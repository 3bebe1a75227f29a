use mentor_core::model::SuggestionKind;

use super::test_harness::{ViewKind, setup_view_harness};
use crate::vm::AssessmentIntent;
use crate::vm::ChatIntent;

fn notice_titles(harness: &mut super::test_harness::ViewHarness) -> Vec<String> {
    harness.act(|handles| {
        handles
            .notices()
            .entries()
            .iter()
            .map(|entry| entry.notice.title().to_string())
            .collect()
    })
}

#[tokio::test(flavor = "current_thread")]
async fn home_view_smoke_renders_landing_sections() {
    let mut harness = setup_view_harness(ViewKind::Home);
    harness.rebuild();
    let html = harness.render();

    for expected in [
        "AI 360 Career Mentor",
        "Start Career Chat",
        "Career Paths Analyzed",
        "↑12%",
        "Powerful Career Development Tools",
        "Try Beta",
        "Upgrade to Pro",
    ] {
        assert!(html.contains(expected), "missing {expected} in {html}");
    }
    // Chat is the default tab.
    assert!(html.contains("I&#39;m your AI Career Mentor") || html.contains("I'm your AI Career Mentor"));
}

#[tokio::test(flavor = "current_thread")]
async fn app_routes_smoke_render_layout() {
    let mut harness = setup_view_harness(ViewKind::App);
    harness.rebuild();
    let html = harness.render();

    assert!(html.contains("Your Professional Growth Companion"), "missing header in {html}");
    assert!(html.contains("Career Chat"), "missing nav in {html}");
    assert!(html.contains("Empowering careers"), "missing footer in {html}");
    assert!(html.contains("Take Assessment"), "missing home view in {html}");
}

#[tokio::test(flavor = "current_thread")]
async fn chat_view_smoke_suggestion_gets_reply() {
    let mut harness = setup_view_harness(ViewKind::Chat);
    harness.rebuild();
    let html = harness.render();
    assert!(html.contains("Recommend learning resources"), "missing suggestions in {html}");

    harness.act(|handles| {
        handles
            .chat
            .dispatch()
            .call(ChatIntent::Suggest(SuggestionKind::Learning));
    });
    harness.drive_async().await;

    let html = harness.render();
    assert!(html.contains("message--user"), "missing user message in {html}");
    assert!(html.contains("recommend personalized learning resources"), "missing reply in {html}");
    assert!(!html.contains("class=\"suggestions\""), "suggestions still shown in {html}");
    assert_eq!(notice_titles(&mut harness), vec!["Message sent"]);
}

#[tokio::test(flavor = "current_thread")]
async fn chat_view_smoke_rejects_blank_message() {
    let mut harness = setup_view_harness(ViewKind::Chat);
    harness.rebuild();

    harness.act(|handles| handles.chat.dispatch().call(ChatIntent::Send("   ".to_string())));
    let html = harness.render();
    assert!(html.contains("Type a message first."), "missing error in {html}");
    assert!(notice_titles(&mut harness).is_empty());
}

#[tokio::test(flavor = "current_thread")]
async fn assessment_view_smoke_renders_first_question() {
    let mut harness = setup_view_harness(ViewKind::Assessment);
    harness.rebuild();
    let html = harness.render();

    assert!(html.contains("Question 1 of 5"), "missing position in {html}");
    assert!(html.contains("20%"), "missing progress in {html}");
    assert!(html.contains("What work environment motivates you most?"), "missing prompt in {html}");
    assert!(html.contains("Category: WORK STYLE"), "missing category in {html}");
    assert!(html.contains("0 answered"), "missing answered count in {html}");
}

#[tokio::test(flavor = "current_thread")]
async fn assessment_view_smoke_completes_with_results() {
    let mut harness = setup_view_harness(ViewKind::Assessment);
    harness.rebuild();

    for pick in [0, 1, 2, 3] {
        harness.act(|handles| handles.assessment.dispatch().call(AssessmentIntent::Select(pick)));
    }
    let html = harness.render();
    assert!(html.contains("Question 5 of 5"), "missing last question in {html}");
    assert!(html.contains("4 answered"), "missing answered count in {html}");

    harness.act(|handles| handles.assessment.dispatch().call(AssessmentIntent::Select(0)));
    harness.drive_async().await;

    let html = harness.render();
    assert!(html.contains("Your Career Assessment Results"), "missing results in {html}");
    assert!(html.contains("85% Match"), "missing score in {html}");
    assert!(html.contains("Continuous Learning"), "missing category in {html}");
    assert_eq!(notice_titles(&mut harness), vec!["Assessment Complete!"]);

    harness.act(|handles| handles.assessment.dispatch().call(AssessmentIntent::Retake));
    let html = harness.render();
    assert!(html.contains("Question 1 of 5"), "retake did not restart in {html}");
    let answered = harness.act(|handles| handles.assessment.vm().read().question().map(|q| q.answered_label));
    assert_eq!(answered.as_deref(), Some("0 answered"));
}

#[tokio::test(flavor = "current_thread")]
async fn assessment_view_smoke_flags_invalid_choice() {
    let mut harness = setup_view_harness(ViewKind::Assessment);
    harness.rebuild();

    harness.act(|handles| handles.assessment.dispatch().call(AssessmentIntent::Select(9)));
    let html = harness.render();
    assert!(html.contains("That answer is not available"), "missing error in {html}");
    assert!(html.contains("Question 1 of 5"), "question advanced in {html}");
}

#### Work order
Reply with nothing but the count of lines in the entries above that contain "crate".

#### Answer below
2